15) Both teams ended with reasons to feel a little hard done by, probably satisfied with a draw without being happy about it. Spurs may feel a little happier because they had a one goal lead and a hatful of chances, only to lose it and then to fall behind. It says something for the character that Antonio Conte is breeding into Spurs that they didn’t completely fold after having gone 2-1 down. It’s difficult to avoid the conclusion that the Spurs teams of Nuno Espirito Santo or Jose Mourinho would have done.

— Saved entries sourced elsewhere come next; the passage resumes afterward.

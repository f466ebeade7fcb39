// Copyright 2025 eraflo
//
// Licensed under the Apache License, Version 2.0 (the "License");
// you may not use this file except in compliance with the License.
// You may obtain a copy of the License at
//
//     http://www.apache.org/licenses/LICENSE-2.0
//
// Unless required by applicable law or agreed to in writing, software
// distributed under the License is distributed on an "AS IS" BASIS,
// WITHOUT WARRANTIES OR CONDITIONS OF ANY KIND, either express or implied.
// See the License for the specific language governing permissions and
// limitations under the License.

//! Defines data structures for images, image views, and samplers.

use crate::math::Extent3D;
use bitflags::bitflags;
use std::borrow::Cow;

/// Pixel formats understood by every backend.
#[derive(Debug, Clone, Copy, PartialEq, Eq, Hash)]
pub enum ImageFormat {
    /// One 8-bit normalized channel.
    R8Unorm,
    /// Four 8-bit normalized channels.
    Rgba8Unorm,
    /// Four 8-bit normalized channels, sRGB encoded.
    Rgba8Srgb,
    /// Four 8-bit normalized channels in BGRA order.
    Bgra8Unorm,
    /// Four 8-bit normalized channels in BGRA order, sRGB encoded.
    Bgra8Srgb,
    /// Four 16-bit float channels.
    Rgba16Float,
    /// Four 32-bit float channels.
    Rgba32Float,
    /// 32-bit float depth.
    Depth32Float,
}

impl ImageFormat {
    /// Size of one texel in bytes.
    pub fn texel_size(&self) -> u32 {
        match self {
            ImageFormat::R8Unorm => 1,
            ImageFormat::Rgba8Unorm
            | ImageFormat::Rgba8Srgb
            | ImageFormat::Bgra8Unorm
            | ImageFormat::Bgra8Srgb
            | ImageFormat::Depth32Float => 4,
            ImageFormat::Rgba16Float => 8,
            ImageFormat::Rgba32Float => 16,
        }
    }

    /// Returns `true` for depth formats.
    pub fn is_depth(&self) -> bool {
        matches!(self, ImageFormat::Depth32Float)
    }
}

bitflags! {
    /// A set of flags describing the allowed usages of an [`ImageId`].
    #[derive(Debug, Clone, Copy, PartialEq, Eq, Hash, Default)]
    pub struct ImageUsage: u32 {
        /// The image can be the source of a copy.
        const TRANSFER_SRC = 1 << 0;
        /// The image can be the destination of a copy.
        const TRANSFER_DST = 1 << 1;
        /// The image can be sampled from a shader.
        const SAMPLED = 1 << 2;
        /// The image can be read and written as a storage image.
        const STORAGE = 1 << 3;
        /// The image can be a color attachment.
        const COLOR_ATTACHMENT = 1 << 4;
        /// The image can be a depth/stencil attachment.
        const DEPTH_STENCIL_ATTACHMENT = 1 << 5;
    }
}

/// Dimensionality of an image or image view.
#[derive(Debug, Clone, Copy, PartialEq, Eq, Hash, Default)]
pub enum ImageDimension {
    /// One-dimensional.
    D1,
    /// Two-dimensional.
    #[default]
    D2,
    /// Three-dimensional.
    D3,
}

/// Memory layout of an image, as tracked for layout transitions.
#[derive(Debug, Clone, Copy, PartialEq, Eq, Hash, Default)]
pub enum ImageLayout {
    /// Contents are undefined; valid only as a transition source.
    #[default]
    Undefined,
    /// Usable for any access, typically storage images.
    General,
    /// Destination of transfer operations.
    TransferDst,
    /// Read-only access from shaders.
    ShaderReadOnly,
    /// Color attachment of a render pass.
    ColorAttachment,
    /// Depth/stencil attachment of a render pass.
    DepthStencilAttachment,
    /// Ready to be presented.
    PresentSrc,
}

/// A descriptor used to create an [`ImageId`].
#[derive(Debug, Clone, PartialEq, Eq)]
pub struct ImageDescriptor<'a> {
    /// An optional debug label for the image.
    pub label: Option<Cow<'a, str>>,
    /// Dimensionality of the image.
    pub dimension: ImageDimension,
    /// Texel format.
    pub format: ImageFormat,
    /// Size of the base mip level.
    pub extent: Extent3D,
    /// Number of mip levels.
    pub mip_levels: u32,
    /// Number of array layers.
    pub array_layers: u32,
    /// Allowed usages.
    pub usage: ImageUsage,
}

/// A descriptor used to create an [`ImageViewId`] covering a range of an image.
#[derive(Debug, Clone, PartialEq, Eq)]
pub struct ImageViewDescriptor<'a> {
    /// An optional debug label for the view.
    pub label: Option<Cow<'a, str>>,
    /// The viewed image.
    pub image: ImageId,
    /// Dimensionality of the view.
    pub dimension: ImageDimension,
    /// Format the view reinterprets the image as.
    pub format: ImageFormat,
    /// First mip level visible through the view.
    pub base_mip_level: u32,
    /// Number of mip levels visible through the view.
    pub mip_level_count: u32,
    /// First array layer visible through the view.
    pub base_array_layer: u32,
    /// Number of array layers visible through the view.
    pub array_layer_count: u32,
}

/// Texel filtering mode.
#[derive(Debug, Clone, Copy, PartialEq, Eq, Hash, Default)]
pub enum FilterMode {
    /// Nearest texel.
    Nearest,
    /// Linear interpolation between texels.
    #[default]
    Linear,
}

/// How coordinates outside `[0, 1]` are resolved.
#[derive(Debug, Clone, Copy, PartialEq, Eq, Hash, Default)]
pub enum AddressMode {
    /// Tile the image.
    #[default]
    Repeat,
    /// Tile the image, mirroring every other tile.
    MirroredRepeat,
    /// Clamp to the edge texel.
    ClampToEdge,
}

/// A descriptor used to create a [`SamplerId`].
#[derive(Debug, Clone, PartialEq, Eq, Default)]
pub struct SamplerDescriptor<'a> {
    /// An optional debug label for the sampler.
    pub label: Option<Cow<'a, str>>,
    /// Filter used when magnifying.
    pub mag_filter: FilterMode,
    /// Filter used when minifying.
    pub min_filter: FilterMode,
    /// Filter used between mip levels.
    pub mipmap_filter: FilterMode,
    /// Addressing along `u`.
    pub address_mode_u: AddressMode,
    /// Addressing along `v`.
    pub address_mode_v: AddressMode,
    /// Addressing along `w`.
    pub address_mode_w: AddressMode,
}

define_handle!(
    /// An opaque handle to an image resource.
    ImageId
);
define_handle!(
    /// An opaque handle to a view of an image.
    ImageViewId
);
define_handle!(
    /// An opaque handle to a sampler.
    SamplerId
);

Spurs are heading in the right direction, and their games in hand leave them still very much in the mix for a place in next year’s Champions League, although Arsenal and Manchester United both look as though they’ll be formidable opponents in the second half of the season. One crumb of comfort there for the supporters of all three of these teams is that Chelsea dropped points yet again, this time away to Wolves. Chelsea’s buffer in third place is now six points, and would be three, if Spurs won all of their games in hand.

 

16) But this was a very hard afternoon for both teams. Spurs and Liverpool, along with all the other clubs in the Premier League, have been plunged into another wave of Covid that no-one saw coming a month ago, and that nobody seems to have been particularly well-prepared for, and the tetchiness of coaches over whether matches should be played at the moment should be taken at face value rather than in the bad faith that is football’s common currency these days. Still, at least if there is to be a bit of a break now, whether it lasts until Boxing Day or beyond, the Premier League went out on a high. A combination of the sublime and the ridiculous, this was one of the most entertaining matches of the season, so far.